* TASK STATEMENT *
For each record here, output an exact copy.

* RECORDS FOR THE TASK *

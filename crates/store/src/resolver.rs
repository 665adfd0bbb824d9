use std::sync::Arc;

use crate::error::{PathError, StoreError};
use crate::handle::{DirHandle, EntryKind, FileHandle, HandleKey};
use crate::path::EntryPath;

/// Resolves a directory path by walking segments from the root. Every call
/// is a fresh walk: intermediate directories may have been renamed since
/// the last resolve, so nothing is cached.
/// 逐段走訪解析目錄路徑；每次呼叫都重新走訪，不快取中間目錄。
pub async fn resolve_dir(root: &DirHandle, path: &EntryPath) -> Result<DirHandle, StoreError> {
    let mut current = Arc::clone(root);
    for segment in path.segments() {
        current = current.child_dir(segment, false).await?;
    }
    Ok(current)
}

/// Resolves a file path. Fails with `NotFound` at the first missing
/// segment; callers decide whether that aborts (open/save) or skips
/// (session restore).
/// 解析檔案路徑；在第一個缺少的區段回傳 `NotFound`，由呼叫端決定中止或略過。
pub async fn resolve_file(root: &DirHandle, path: &EntryPath) -> Result<FileHandle, StoreError> {
    let name = path.name().ok_or(PathError::EmptySegment)?;
    let parent = match path.parent() {
        Some(parent) => resolve_dir(root, &parent).await?,
        None => Arc::clone(root),
    };
    parent.child_file(name, false).await
}

/// Recovers the path of a live handle by walking the tree from the root
/// and comparing handle keys. Returns `None` when the handle is not a
/// descendant of `root` (or no longer exists).
/// 從根目錄走訪比較控制代碼識別值以反查路徑；非子孫或已不存在時回傳 `None`。
pub async fn resolve_to_path(
    root: &DirHandle,
    target: HandleKey,
) -> Result<Option<EntryPath>, StoreError> {
    if root.key() == target {
        return Ok(Some(EntryPath::root()));
    }
    let mut pending: Vec<(DirHandle, EntryPath)> = vec![(Arc::clone(root), EntryPath::root())];
    while let Some((dir, dir_path)) = pending.pop() {
        let entries = match dir.enumerate().await {
            Ok(entries) => entries,
            // The directory vanished mid-walk; its subtree cannot hold the
            // target any more.
            Err(StoreError::NotFound(_)) => continue,
            Err(err) => return Err(err),
        };
        for entry in entries {
            let child_path = dir_path.join(&entry.name)?;
            match entry.kind {
                EntryKind::File => match dir.child_file(&entry.name, false).await {
                    Ok(handle) if handle.key() == target => return Ok(Some(child_path)),
                    Ok(_) => {}
                    Err(StoreError::NotFound(_)) => {}
                    Err(err) => return Err(err),
                },
                EntryKind::Directory => match dir.child_dir(&entry.name, false).await {
                    Ok(handle) if handle.key() == target => return Ok(Some(child_path)),
                    Ok(handle) => pending.push((handle, child_path)),
                    Err(StoreError::NotFound(_)) => {}
                    Err(err) => return Err(err),
                },
            }
        }
    }
    Ok(None)
}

* OUTPUT FOR THIS EXERCISE *
filename crates/store/src/resolver.rs
repository 665adfd0bbb824d9
use std::sync::Arc;

use crate::error::{PathError, StoreError};
use crate::handle::{DirHandle, EntryKind, FileHandle, HandleKey};
use crate::path::EntryPath;

/// Resolves a directory path by walking segments from the root. Every call
/// is a fresh walk: intermediate directories may have been renamed since
/// the last resolve, so nothing is cached.
/// 逐段走訪解析目錄路徑；每次呼叫都重新走訪，不快取中間目錄。
pub async fn resolve_dir(root: &DirHandle, path: &EntryPath) -> Result<DirHandle, StoreError> {
    let mut current = Arc::clone(root);
    for segment in path.segments() {
        current = current.child_dir(segment, false).await?;
    }
    Ok(current)
}

/// Resolves a file path. Fails with `NotFound` at the first missing
/// segment; callers decide whether that aborts (open/save) or skips
/// (session restore).
/// 解析檔案路徑；在第一個缺少的區段回傳 `NotFound`，由呼叫端決定中止或略過。
pub async fn resolve_file(root: &DirHandle, path: &EntryPath) -> Result<FileHandle, StoreError> {
    let name = path.name().ok_or(PathError::EmptySegment)?;
    let parent = match path.parent() {
        Some(parent) => resolve_dir(root, &parent).await?,
        None => Arc::clone(root),
    };
    parent.child_file(name, false).await
}

/// Recovers the path of a live handle by walking the tree from the root
/// and comparing handle keys. Returns `None` when the handle is not a
/// descendant of `root` (or no longer exists).
/// 從根目錄走訪比較控制代碼識別值以反查路徑；非子孫或已不存在時回傳 `None`。
pub async fn resolve_to_path(
    root: &DirHandle,
    target: HandleKey,
) -> Result<Option<EntryPath>, StoreError> {
    if root.key() == target {
        return Ok(Some(EntryPath::root()));
    }
    let mut pending: Vec<(DirHandle, EntryPath)> = vec![(Arc::clone(root), EntryPath::root())];
    while let Some((dir, dir_path)) = pending.pop() {
        let entries = match dir.enumerate().await {
            Ok(entries) => entries,
            // The directory vanished mid-walk; its subtree cannot hold the
            // target any more.
            Err(StoreError::NotFound(_)) => continue,
            Err(err) => return Err(err),
        };
        for entry in entries {
            let child_path = dir_path.join(&entry.name)?;
            match entry.kind {
                EntryKind::File => match dir.child_file(&entry.name, false).await {
                    Ok(handle) if handle.key() == target => return Ok(Some(child_path)),
                    Ok(_) => {}
                    Err(StoreError::NotFound(_)) => {}
                    Err(err) => return Err(err),
                },
                EntryKind::Directory => match dir.child_dir(&entry.name, false).await {
                    Ok(handle) if handle.key() == target => return Ok(Some(child_path)),
                    Ok(handle) => pending.push((handle, child_path)),
                    Err(StoreError::NotFound(_)) => {}
                    Err(err) => return Err(err),
                },
            }
        }
    }
    Ok(None)
}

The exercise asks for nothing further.